## REQUIRED WORK
Please give back word for word the lines below, from the first one through the one with "(overrides -v/-q flags).".

*** WORKING DATA ***

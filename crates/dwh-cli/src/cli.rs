//! CLI argument definitions for the warehouse pipeline.

use std::path::PathBuf;

use chrono::NaiveDate;
use clap::{Parser, Subcommand, ValueEnum};
use clap_verbosity_flag::{Verbosity, WarnLevel};
use colorchoice_clap::Color;

#[derive(Parser)]
#[command(
    name = "dwh",
    version,
    about = "Sales warehouse pipeline - load, cleanse, and model source extracts",
    long_about = "Load CRM and ERP extracts, cleanse them, and publish a star schema.\n\n\
                  Outputs dim_customers.csv, dim_products.csv, and fact_sales.csv.\n\
                  Every run replaces the previous output in full."
)]
pub struct Cli {
    #[command(subcommand)]
    pub command: Command,

    /// Adjust log verbosity (-v for debug, -vv for trace, -q for errors only).
    #[command(flatten)]
    pub verbosity: Verbosity<WarnLevel>,

    /// Control ANSI color output (auto, always, never).
    #[command(flatten)]
    pub color: Color,

    /// Explicit log level (overrides -v/-q flags).
    #[arg(long = "log-level", value_enum, global = true)]
    pub log_level: Option<LogLevelArg>,

    /// Log output format (pretty for human, json for machine parsing).
    #[arg(
        long = "log-format",
        value_enum,
        default_value = "pretty",
        global = true
    )]
    pub log_format: LogFormatArg,

    /// Write logs to a file instead of stderr.
    #[arg(long = "log-file", value_name = "PATH", global = true)]
    pub log_file: Option<PathBuf>,

    /// Omit timestamps from pretty and compact log lines.
    #[arg(long = "no-log-timestamps", global = true)]
    pub no_log_timestamps: bool,
}

#[derive(Subcommand)]
pub enum Command {
    /// Run the full pipeline over a source root.
    Run(RunArgs),

    /// List the source extracts the pipeline expects.
    Sources(SourcesArgs),
}

#[derive(Parser)]
pub struct RunArgs {
    /// Directory containing `source_crm/` and `source_erp/`.
    #[arg(value_name = "SOURCE_ROOT")]
    pub source_root: PathBuf,

    /// Output directory for published tables (default: <SOURCE_ROOT>/warehouse).
    #[arg(long = "output-dir", value_name = "DIR")]
    pub output_dir: Option<PathBuf>,

    /// Reference date for date validation, as YYYY-MM-DD (default: today).
    #[arg(long = "as-of", value_name = "DATE")]
    pub as_of: Option<NaiveDate>,

    /// Read extracts concurrently.
    #[arg(long = "parallel-load")]
    pub parallel_load: bool,

    /// Stop loading at the first extract that fails.
    #[arg(long = "fail-fast")]
    pub fail_fast: bool,

    /// Build the star schema without writing output files.
    #[arg(long = "dry-run")]
    pub dry_run: bool,
}

#[derive(Parser)]
pub struct SourcesArgs {
    /// Resolve extract paths against this directory.
    #[arg(value_name = "SOURCE_ROOT", default_value = "datasets")]
    pub source_root: PathBuf,
}

/// CLI log level choices.
#[derive(Clone, Copy, ValueEnum)]
pub enum LogLevelArg {
    Error,
    Warn,
    Info,
    Debug,
    Trace,
}

/// CLI log format choices.
#[derive(Clone, Copy, ValueEnum)]
pub enum LogFormatArg {
    Pretty,
    Compact,
    Json,
}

*** End of WORKING DATA ***

## EXERCISE SOLUTION
filename crates/dwh-cli/src/cli.rs
//! CLI argument definitions for the warehouse pipeline.

use std::path::PathBuf;

use chrono::NaiveDate;
use clap::{Parser, Subcommand, ValueEnum};
use clap_verbosity_flag::{Verbosity, WarnLevel};
use colorchoice_clap::Color;

#[derive(Parser)]
#[command(
    name = "dwh",
    version,
    about = "Sales warehouse pipeline - load, cleanse, and model source extracts",
    long_about = "Load CRM and ERP extracts, cleanse them, and publish a star schema.\n\n\
                  Outputs dim_customers.csv, dim_products.csv, and fact_sales.csv.\n\
                  Every run replaces the previous output in full."
)]
pub struct Cli {
    #[command(subcommand)]
    pub command: Command,

    /// Adjust log verbosity (-v for debug, -vv for trace, -q for errors only).
    #[command(flatten)]
    pub verbosity: Verbosity<WarnLevel>,

    /// Control ANSI color output (auto, always, never).
    #[command(flatten)]
    pub color: Color,

    /// Explicit log level (overrides -v/-q flags).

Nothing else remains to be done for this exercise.